Review: Vivien Horler
Force of Nature, by Jane Harper (Little, Browne)
Every aspiring novelist wants to be like Jane Harper.
The British-born Australian journalist decided she wanted to write a novel, but told an interviewer at the Sydney Morning Herald there was a snag: she didn’t know how to. So she signed up for an online novel-writing course in late 2014, and finished her first draft on New Year’s Eve of that year.
Seeking more feedback, she entered it in the unpublished manuscript category of the 2015 Victoria Premier’s Literary Awards – and won the $15 000 (about R150 000) prize.
Immediately interested publishers and agents were on to her, and the result was The Dry, a fast-paced and convoluted murder mystery set in a blisteringly hot, drought-stricken small Australian town.
It made the London Sunday Times Top Ten bestseller list, won the coveted Crime Writers Association Gold Dagger Award 2017, and is being turned into a movie after the actress Reese Witherspoon bought the rights.

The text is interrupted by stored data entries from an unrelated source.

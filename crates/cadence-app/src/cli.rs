//! Command-line interface of the `cadence` binary.

use std::path::{Path, PathBuf};

use chrono::{DateTime, Utc};
use clap::{Args, Parser, Subcommand};

/// Cadence: reminder recurrence engine.
#[derive(Debug, Clone, PartialEq, Eq, Parser)]
#[command(name = "cadence", version, about)]
pub struct Invocation {
    #[command(subcommand)]
    pub command: Command,

    /// Zone to evaluate in; overrides `timezone.default`.
    #[arg(long = "tz", global = true)]
    pub timezone: Option<String>,

    /// Fixed "now" as an RFC 3339 timestamp, for reproducible output.
    #[arg(long, global = true, value_parser = parse_now)]
    pub now: Option<DateTime<Utc>>,
}

/// Input shared by every subcommand.
#[derive(Debug, Clone, PartialEq, Eq, Args)]
pub struct Records {
    /// JSON array of stored reminder records.
    pub input: PathBuf,
}

/// Available commands.
#[derive(Debug, Clone, PartialEq, Eq, Subcommand)]
pub enum Command {
    /// Upcoming occurrences of each reminder.
    Preview {
        #[command(flatten)]
        records: Records,
        /// Overrides `engine.default_preview_count`.
        #[arg(long)]
        count: Option<usize>,
    },
    /// Next notification instant of each reminder.
    Next(Records),
    /// Validation errors and warnings of each reminder.
    Validate(Records),
    /// Consistency findings across the stored records.
    Audit(Records),
    /// Reconciled records as JSON.
    Repair(Records),
    /// RFC 5545 export of each recurring reminder.
    Rrule(Records),
}

impl Command {
    /// The records file the command reads.
    #[must_use]
    pub fn input(&self) -> &Path {
        match self {
            Self::Preview { records, .. }
            | Self::Next(records)
            | Self::Validate(records)
            | Self::Audit(records)
            | Self::Repair(records)
            | Self::Rrule(records) => &records.input,
        }
    }
}

fn parse_now(value: &str) -> Result<DateTime<Utc>, chrono::ParseError> {
    DateTime::parse_from_rfc3339(value).map(|now| now.with_timezone(&Utc))
}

She also earned enough to give up her day job on Melbourne’s Herald Sun.
Now she has published her second novel, Force of Nature, with a third on the way.
Force of Nature’s setting couldn’t be more different than that of The Dry – most of the action takes place in rugged hill country over a stormy and drenched few days – but the story is just as readable.

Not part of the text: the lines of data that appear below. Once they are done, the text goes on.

//! Plain English descriptions of compiled schedules.

use std::fmt;

use cadence_core::model::{EndCondition, RecurrenceWindow};

use crate::schedule::{Pattern, Schedule};

/// "every day", "every 3 days", "every 2 weeks"
fn every(f: &mut fmt::Formatter<'_>, interval: u32, unit: &str) -> fmt::Result {
    if interval == 1 {
        write!(f, "every {unit}")
    } else {
        write!(f, "every {interval} {unit}s")
    }
}

impl fmt::Display for Schedule {
    fn fmt(&self, f: &mut fmt::Formatter<'_>) -> fmt::Result {
        let interval = self.interval.get();
        match self.pattern {
            Pattern::Daily | Pattern::CustomInterval => every(f, interval, "day")?,
            Pattern::Weekdays => f.write_str("every weekday")?,
            Pattern::Weekly { days: None } => every(f, interval, "week")?,
            Pattern::Weekly { days: Some(days) } | Pattern::CustomDays { days } => {
                every(f, interval, "week")?;
                write!(f, " on {days}")?;
            }
            Pattern::Monthly => every(f, interval, "month")?,
            Pattern::Yearly => every(f, interval, "year")?,
            Pattern::FirstMondayOfMonth => {
                f.write_str("on the first Monday of ")?;
                every(f, interval, "month")?;
            }
            Pattern::LastFridayOfMonth => {
                f.write_str("on the last Friday of ")?;
                every(f, interval, "month")?;
            }
        }

        match self.end {
            EndCondition::Never => {}
            EndCondition::OnDate(date) => write!(f, ", until {date}")?,
            EndCondition::AfterOccurrences(1) => f.write_str(", once")?,
            EndCondition::AfterOccurrences(count) => write!(f, ", {count} times")?,
        }

        match self.window {
            Some(RecurrenceWindow {
                start_date: Some(start),
                end_date: Some(end),
            }) => write!(f, ", between {start} and {end}"),
            Some(RecurrenceWindow {
                start_date: Some(start),
                end_date: None,
            }) => write!(f, ", from {start}"),
            Some(RecurrenceWindow {
                start_date: None,
                end_date: Some(end),
            }) => write!(f, ", through {end}"),
            _ => Ok(()),
        }
    }
}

A company holds a team-building exercise in which five city women – all of them reluctantly– go on a four-day hike. Early on they take a wrong turning, which means they miss the depots where their food has been stored.
A group of men from the same company are also hiking through the bush on a slightly different route, and while they turn up on time for the final-day noon rendezvous, the women do not. The alarm is raised, and rangers are sent out hunting for them. Hours later, well into night, the women turn up. One is bleeding and one is missing.
Federal Agent Aaron Falk, lead character in The Dry, turns up in Force of Nature too, along with his partner Carmen Cooper. They have a particular interest in finding the missing woman – they happen to be investigating the company in question for money laundering, and missing Alice Russell is their whistleblower.
The narrative unfolds in two parallel threads: the women’s hike and their decreasing trust in one another; and the story of the police officers’ investigation.
British crime writer Sarah Hilary describes Force of Nature as “Lord of the Flies in the Australian outback, with grown women in place of schoolboys. I loved every chilling moment of it.”
I thoroughly enjoyed it too – and suspect it too will make a great movie.
- A version of review also appeared in Weekend Argus on Sunday August 12 2018.